All MLR notices must include:
- A general description of the concept of an MLR;
- The purpose of setting an MLR standard;
- The appropriate MLR standard;
- The insurer’s MLR;
- The insurer’s collective premium revenue minus any Federal and State taxes or fees;
- The rebate percentage and amount; and
- A notice that the rebate for the group health plan is being provided to the policyholder in the group market.
In addition, group health plan notices must also include:
- For ERISA plans, the notice must also include discussion of the plan’s legal responsibilities and contact information for questions concerning the plan’s handling and distribution of rebates.
- For church plans, the notice must explain that the policyholder must agree to use a portion of the rebates to benefit current subscribers or the subscribers will receive the entire amount.

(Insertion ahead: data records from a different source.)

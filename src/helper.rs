//! Helper utilities for Tunnelrat
//!
//! Shared defaults, the backoff policy used when physical connections
//! have to be re-established, and the task bookkeeping of the servers.

use backoff::{ExponentialBackoff, ExponentialBackoffBuilder};
use serde::{Deserialize, Serialize};
use std::future::Future;
use std::time::Duration;
use tokio_util::sync::CancellationToken;
use tokio_util::task::TaskTracker;

/// Relay buffer size, matching the maximum TLS record plaintext
pub const DEFAULT_BUFFER_SIZE: usize = 16 * 1024;

/// Maximum number of idle relay buffers kept around for reuse
pub const DEFAULT_MAX_CACHED_BUFFERS: usize = 1024;

/// Deadline for inbound handshakes and tunnel header reads
pub const DEFAULT_HANDSHAKE_TIMEOUT_SECS: u64 = 5;

/// Deadline for dialing a destination or opening a tunnel stream
pub const DEFAULT_DIAL_TIMEOUT_SECS: u64 = 5;

/// Exponential backoff parameters for physical reconnects
#[derive(Debug, Clone, PartialEq, Serialize, Deserialize)]
pub struct BackoffConfig {
    /// First delay after a failed dial, in milliseconds
    #[serde(default = "default_base_delay_ms")]
    pub base_delay_ms: u64,

    /// Growth factor applied after every failure
    #[serde(default = "default_multiplier")]
    pub multiplier: f64,

    /// Randomization factor (0.2 means +/-20%)
    #[serde(default = "default_jitter")]
    pub jitter: f64,

    /// Upper bound for a single delay, in milliseconds
    #[serde(default = "default_max_delay_ms")]
    pub max_delay_ms: u64,
}

/// Default: 1s
fn default_base_delay_ms() -> u64 {
    1000
}

/// Default: 1.6
fn default_multiplier() -> f64 {
    1.6
}

/// Default: 0.2
fn default_jitter() -> f64 {
    0.2
}

/// Default: 20s
fn default_max_delay_ms() -> u64 {
    20_000
}

impl Default for BackoffConfig {
    fn default() -> Self {
        BackoffConfig {
            base_delay_ms: default_base_delay_ms(),
            multiplier: default_multiplier(),
            jitter: default_jitter(),
            max_delay_ms: default_max_delay_ms(),
        }
    }
}

impl BackoffConfig {
    /// Build a backoff that never gives up; reconnect loops are bounded
    /// by pool shutdown instead.
    pub fn build(&self) -> ExponentialBackoff {
        ExponentialBackoffBuilder::new()
            .with_initial_interval(Duration::from_millis(self.base_delay_ms))
            .with_multiplier(self.multiplier)
            .with_randomization_factor(self.jitter)
            .with_max_interval(Duration::from_millis(self.max_delay_ms))
            .with_max_elapsed_time(None)
            .build()
    }

    /// Upper bound for any delay produced by [`BackoffConfig::build`]
    pub fn max_delay(&self) -> Duration {
        Duration::from_millis(self.max_delay_ms)
    }
}

/// Accept loop and connection handler bookkeeping for a server.
///
/// Hard close cancels every handler; graceful shutdown only stops the
/// accept loop and waits for handlers to finish on their own.
#[derive(Debug, Clone, Default)]
pub struct Lifecycle {
    accept: CancellationToken,
    handlers: CancellationToken,
    tracker: TaskTracker,
}

impl Lifecycle {
    /// Create a running lifecycle
    pub fn new() -> Self {
        Self::default()
    }

    /// Spawn a connection handler; it is dropped on hard close
    pub fn spawn<F>(&self, handler: F)
    where
        F: Future<Output = ()> + Send + 'static,
    {
        let cancel = self.handlers.clone();
        self.tracker.spawn(async move {
            tokio::select! {
                _ = cancel.cancelled() => {}
                _ = handler => {}
            }
        });
    }

    /// Resolves once the accept loop should stop
    pub async fn stopped(&self) {
        self.accept.cancelled().await
    }

    /// Whether the accept loop was told to stop
    pub fn is_stopped(&self) -> bool {
        self.accept.is_cancelled()
    }

    /// Token cancelled on hard close, for tasks that outlive one handler
    pub fn handler_token(&self) -> CancellationToken {
        self.handlers.clone()
    }

    /// Number of running handlers
    pub fn active(&self) -> usize {
        self.tracker.len()
    }

    /// Stop accepting and cancel every handler
    pub fn close(&self) {
        self.accept.cancel();
        self.handlers.cancel();
        self.tracker.close();
    }

    /// Stop accepting and wait for active handlers to drain
    pub async fn shutdown(&self) {
        self.accept.cancel();
        self.tracker.close();
        self.tracker.wait().await;
    }

    /// Graceful shutdown bounded by `grace`; handlers still running after
    /// it are cancelled. Returns whether everything drained in time.
    pub async fn shutdown_timeout(&self, grace: Duration) -> bool {
        if tokio::time::timeout(grace, self.shutdown()).await.is_ok() {
            return true;
        }
        self.close();
        self.tracker.wait().await;
        false
    }
}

- For school district plans, the notice must explain that a portion of the rebates will be used for the benefit of current subscribers.
De minimus Rebates
The minimum threshold for rebates when the rebate is paid directly to the policyholder is raised to $20 per group. When an insurer pays the rebate directly to subscribers in the group or in the individual market, the minimum threshold remains at $5 per subscriber.
Reporting of Rebates
An annual reporting form will be published by HHS. Insurers must report:
- The number of subscribers in each of the markets who were paid the rebate directly, and the number of group policyholders who were paid a rebate on behalf of enrollees;
- The amount of rebates provided as a premium credit;
- The amount of rebates provided as a lump sum payment, regardless of method;
- The amount of rebates that were de minimus and the number of enrollees who did not receive a rebate because it was de minimus; and
- The amount of unclaimed rebates, a description of the methods used to locate applicable enrollees, and a description of how the unclaimed rebates were handled.
Mini-med policies are policies with annual limits of $250,000 or less. Such plans are allowed an adjustment to their acquired claims and quality improvement expenditures to compensate for special circumstances like frequent enrollment changes and low utilization. For plan years beginning after January 1, 2014, non-grandfathered individual plans and all plans in the group market will be prohibited from imposing annual dollar limits on essential health benefits, so new mini-med policies will no longer be issued.
*Note: Blue Cross and Blue Shield of Kansas City does not offer Mini-med policies.
The definition of expatriate policy (a group policy providing coverage for employees working outside the U.S.) was modified to clarify that all of the covered employees must be working outside their country of citizenship or non-U.S. citizens working in their home country. The definition continues to exclude policies issued in the individual market.
*Note: Blue Cross and Blue Shield of Kansas City does not offer expatriate policies.
These regulations take effect January 1, 2012. The regulations apply to group and individual contracts and are issued by Health Service Corporations, HMOs and Insurance companies.